TDD Retrofit: Improve Existing Test Suites

Converts confirmation-style tests into specification-style tests and fills coverage gaps. Use this when tests and implementation already exist but test quality is low.

Usage

code

/tdd retrofit <test-file-or-directory>

Examples:

code

/tdd retrofit test/Unit/Services/UserServiceTest.php
/tdd retrofit tests/
/tdd retrofit src/services/__tests__/

Step 0: Baseline

•Detect test framework (use the parent /tdd skill's detection table)
•Resolve $ARGUMENTS to test files
•
Run the full suite, record:
- •Test count
- •Pass count
- •Coverage % (line + branch)
•
Run tests in randomized order to detect hidden coupling:
- •PHPUnit: --order-by=random
- •Jest: --randomize
- •pytest: --random-order (requires pytest-random-order)
- •go test: -shuffle=on
•If any test fails only in random order, it has hidden state dependencies

Gate: All tests must pass in both normal AND random order.
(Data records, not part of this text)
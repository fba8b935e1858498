use anyhow::{Context as _, Result};
use serenity::builder::CreateApplicationCommand;
use serenity::model::application::command::CommandOptionType;
use serenity::model::application::component::ButtonStyle;
use serenity::model::application::interaction::application_command::ApplicationCommandInteraction;
use serenity::model::application::interaction::message_component::MessageComponentInteraction;
use serenity::model::application::interaction::InteractionResponseType;
use serenity::model::id::{RoleId, UserId};
use serenity::prelude::*;

use super::{leaf_options, user_option};
use crate::button::ButtonAction;
use crate::error_reporter::UserError;
use crate::store::Store;

pub fn register(command: &mut CreateApplicationCommand) -> &mut CreateApplicationCommand {
    command
        .name("fren")
        .description("Frens!")
        .dm_permission(false)
        .create_option(|option| {
            option
                .name("add")
                .description("Ask someone to be your fren")
                .kind(CommandOptionType::SubCommand)
                .create_sub_option(|sub| {
                    sub.name("user")
                        .description("Your future fren")
                        .kind(CommandOptionType::User)
                        .required(true)
                })
        })
}

/// Posts a fren request with accept and decline buttons
pub async fn add(ctx: &Context, command: &ApplicationCommandInteraction) -> Result<()> {
    let target = user_option(leaf_options(command), "user")
        .context("/fren add without a user option")?;
    if target.id == command.user.id {
        return Err(UserError::new("You are already your own fren. 💖").into());
    }
    if target.bot {
        return Err(UserError::new("Bots can't be frens, sorry.").into());
    }

    let inviter = command.user.id;
    let accept = ButtonAction::FrenAccept {
        inviter,
        target: target.id,
    };
    let decline = ButtonAction::FrenDecline {
        inviter,
        target: target.id,
    };

    command
        .create_interaction_response(&ctx.http, |r| {
            r.kind(InteractionResponseType::ChannelMessageWithSource)
                .interaction_response_data(|d| {
                    d.content(format!(
                        "<@{}>, <@{}> wants to be your fren!",
                        target.id, inviter
                    ))
                    .allowed_mentions(|am| am.users(vec![target.id]))
                    .components(|c| {
                        c.create_action_row(|row| {
                            row.create_button(|b| {
                                b.custom_id(accept.custom_id())
                                    .label("Accept")
                                    .style(ButtonStyle::Success)
                            })
                            .create_button(|b| {
                                b.custom_id(decline.custom_id())
                                    .label("Decline")
                                    .style(ButtonStyle::Secondary)
                            })
                        })
                    })
                })
        })
        .await
        .context("failed to post the fren request")?;
    Ok(())
}

/// Tells someone the button is not theirs
async fn refuse(ctx: &Context, component: &MessageComponentInteraction) -> Result<()> {
    component
        .create_interaction_response(&ctx.http, |r| {
            r.kind(InteractionResponseType::ChannelMessageWithSource)
                .interaction_response_data(|d| {
                    d.content("This fren request isn't for you.").ephemeral(true)
                })
        })
        .await
        .context("failed to refuse the button press")?;
    Ok(())
}

/// Replaces the request with `content` and drops its buttons
async fn close_request(
    ctx: &Context,
    component: &MessageComponentInteraction,
    content: String,
) -> Result<()> {
    component
        .create_interaction_response(&ctx.http, |r| {
            r.kind(InteractionResponseType::UpdateMessage)
                .interaction_response_data(|d| {
                    d.content(content)
                        .allowed_mentions(|am| am.empty_parse())
                        .components(|c| c)
                })
        })
        .await
        .context("failed to close the fren request")?;
    Ok(())
}

pub async fn accept(
    ctx: &Context,
    component: &MessageComponentInteraction,
    store: &Store,
    fren_role: Option<RoleId>,
    inviter: UserId,
    target: UserId,
) -> Result<()> {
    if component.user.id != target {
        return refuse(ctx, component).await;
    }
    let guild_id = component
        .guild_id
        .context("fren request answered outside a guild")?;

    let is_new = store.add_fren(guild_id, inviter, target).await?;
    if let Some(role) = fren_role {
        for user in [inviter, target] {
            ctx.http
                .add_member_role(guild_id.0, user.0, role.0, Some("fren request accepted"))
                .await
                .with_context(|| format!("failed to give the fren role to {}", user))?;
        }
    }
    let frens = store.frens_of(guild_id, target).await?.len();
    log::info!("{} and {} are frens in {} (new: {})", inviter, target, guild_id, is_new);

    let content = if is_new {
        format!(
            "<@{}> and <@{}> are now frens! 🫂 (<@{}> has {} fren{})",
            inviter,
            target,
            target,
            frens,
            if frens == 1 { "" } else { "s" }
        )
    } else {
        format!("<@{}> and <@{}> were already frens! 🫂", inviter, target)
    };
    close_request(ctx, component, content).await
}

pub async fn decline(
    ctx: &Context,
    component: &MessageComponentInteraction,
    inviter: UserId,
    target: UserId,
) -> Result<()> {
    if component.user.id != target {
        return refuse(ctx, component).await;
    }
    close_request(
        ctx,
        component,
        format!("<@{}> declined <@{}>'s fren request.", target, inviter),
    )
    .await
}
If order-dependent tests exist, fix them first with /test fix. Do not proceed until the suite is stable.

Step 1: Audit Existing Tests

Read each test file and classify every test method using the 4-checkpoint semantic classification system.

Classification Criteria (Semantic Checkpoints)

For EACH test method, apply these 4 checkpoints:

Checkpoint 1: Counterfactual Test (MANDATORY)

Ask: "If I deleted or broke the production implementation, would this test fail?"

•PASS → Test depends on real behavior (continue checking)
•FAIL → Mock determines outcome → CONFIRMATION TEST

Checkpoint 2: Independence Test

Ask: "Is the expected outcome defined BEFORE looking at the implementation?"

•PASS → Test specifies requirements
•FAIL → Test confirms what code already does

Checkpoint 3: Mock Coupling Analysis

Ask: "Does the mock setup mirror the implementation logic?"

Coupling Level	Description	Classification Signal
DECOUPLED	Mocks provide inputs, assertions verify outputs	Specification
COUPLED	Mock return + impl logic = predetermined result	Confirmation

Example COUPLED (bad):

•Implementation: if tokens > 0, return allowed=true
•Mock: returns tokens=100
•Assertion: allowed=true
•Result: Mock + impl = predetermined outcome

Example DECOUPLED (good):

•Test: "After 100 requests, 101st should be rejected"
•Uses real rate limiter or stateful test double
•Outcome determined by actual behavior

Checkpoint 4: Regression Detection

Ask: "If a developer introduced a bug, would this test catch it?"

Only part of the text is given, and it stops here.